------ Extracted information ------

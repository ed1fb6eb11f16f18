//! Result store error types
//!
//! Error codes:
//! - LEDGER_STORE_IO
//! - LEDGER_STORE_CORRUPTED
//! - LEDGER_STORE_UNSUPPORTED_VERSION
//! - LEDGER_STORE_CODEC
//! - LEDGER_STORE_INVALID_COMPONENT_ID
//!
//! Corruption of a cached result is never repaired. Callers discard the file
//! and recompute resolution.

use std::io;

use thiserror::Error;

use crate::codec::CodecError;

/// Result type for result store operations
pub type StoreResult<T> = Result<T, StoreError>;

/// Result store errors
#[derive(Debug, Error)]
pub enum StoreError {
    #[error("{context}: {source}")]
    Io {
        context: String,
        #[source]
        source: io::Error,
    },

    #[error("Corrupted result file: {reason}")]
    Corrupted { reason: String },

    #[error("Unsupported result format version {found} (expected {expected})")]
    UnsupportedVersion { found: u8, expected: u8 },

    #[error("Codec failure at component #{component}: {source}")]
    Codec {
        component: usize,
        #[source]
        source: CodecError,
    },

    #[error("Invalid component id '{0}', expected group:module:version")]
    InvalidComponentId(String),
}

impl StoreError {
    pub(crate) fn io(context: impl Into<String>, source: io::Error) -> Self {
        StoreError::Io {
            context: context.into(),
            source,
        }
    }

    pub(crate) fn corrupted(reason: impl Into<String>) -> Self {
        StoreError::Corrupted {
            reason: reason.into(),
        }
    }

    /// Returns the string code
    pub fn code(&self) -> &'static str {
        match self {
            StoreError::Io { .. } => "LEDGER_STORE_IO",
            StoreError::Corrupted { .. } => "LEDGER_STORE_CORRUPTED",
            StoreError::UnsupportedVersion { .. } => "LEDGER_STORE_UNSUPPORTED_VERSION",
            StoreError::Codec { .. } => "LEDGER_STORE_CODEC",
            StoreError::InvalidComponentId(_) => "LEDGER_STORE_INVALID_COMPONENT_ID",
        }
    }

    /// True if the file contents cannot be trusted.
    ///
    /// A codec failure while reading is corruption: the bytes were already
    /// checksum-verified and held in memory. A limit refused while writing
    /// is not.
    pub fn is_corruption(&self) -> bool {
        match self {
            StoreError::Corrupted { .. } | StoreError::UnsupportedVersion { .. } => true,
            StoreError::Codec { source, .. } => {
                !matches!(source, CodecError::LimitExceeded { .. })
            }
            StoreError::Io { .. } | StoreError::InvalidComponentId(_) => false,
        }
    }
}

------

Required work – All of the data needs to be reproduced exactly, with no line missing.

Answer box –
repository ed1fb6eb11f16f18
//! Result store error types
//!
//! Error codes:
//! - LEDGER_STORE_IO
//! - LEDGER_STORE_CORRUPTED
//! - LEDGER_STORE_UNSUPPORTED_VERSION
//! - LEDGER_STORE_CODEC
//! - LEDGER_STORE_INVALID_COMPONENT_ID
//!
//! Corruption of a cached result is never repaired. Callers discard the file
//! and recompute resolution.

use std::io;

use thiserror::Error;

use crate::codec::CodecError;

/// Result type for result store operations
pub type StoreResult<T> = Result<T, StoreError>;

/// Result store errors
#[derive(Debug, Error)]
pub enum StoreError {
    #[error("{context}: {source}")]
    Io {
        context: String,
        #[source]
        source: io::Error,
    },

    #[error("Corrupted result file: {reason}")]
    Corrupted { reason: String },

    #[error("Unsupported result format version {found} (expected {expected})")]
    UnsupportedVersion { found: u8, expected: u8 },

    #[error("Codec failure at component #{component}: {source}")]
    Codec {
        component: usize,
        #[source]
        source: CodecError,
    },

    #[error("Invalid component id '{0}', expected group:module:version")]
    InvalidComponentId(String),
}

impl StoreError {
    pub(crate) fn io(context: impl Into<String>, source: io::Error) -> Self {
        StoreError::Io {
            context: context.into(),
            source,
        }
    }

    pub(crate) fn corrupted(reason: impl Into<String>) -> Self {
        StoreError::Corrupted {
            reason: reason.into(),
        }
    }

    /// Returns the string code
    pub fn code(&self) -> &'static str {
        match self {
            StoreError::Io { .. } => "LEDGER_STORE_IO",
            StoreError::Corrupted { .. } => "LEDGER_STORE_CORRUPTED",
            StoreError::UnsupportedVersion { .. } => "LEDGER_STORE_UNSUPPORTED_VERSION",
            StoreError::Codec { .. } => "LEDGER_STORE_CODEC",
            StoreError::InvalidComponentId(_) => "LEDGER_STORE_INVALID_COMPONENT_ID",
        }
    }

    /// True if the file contents cannot be trusted.
    ///
    /// A codec failure while reading is corruption: the bytes were already
    /// checksum-verified and held in memory. A limit refused while writing
    /// is not.
    pub fn is_corruption(&self) -> bool {
        match self {
            StoreError::Corrupted { .. } | StoreError::UnsupportedVersion { .. } => true,
            StoreError::Codec { source, .. } => {
                !matches!(source, CodecError::LimitExceeded { .. })
            }
            StoreError::Io { .. } | StoreError::InvalidComponentId(_) => false,
        }
    }
}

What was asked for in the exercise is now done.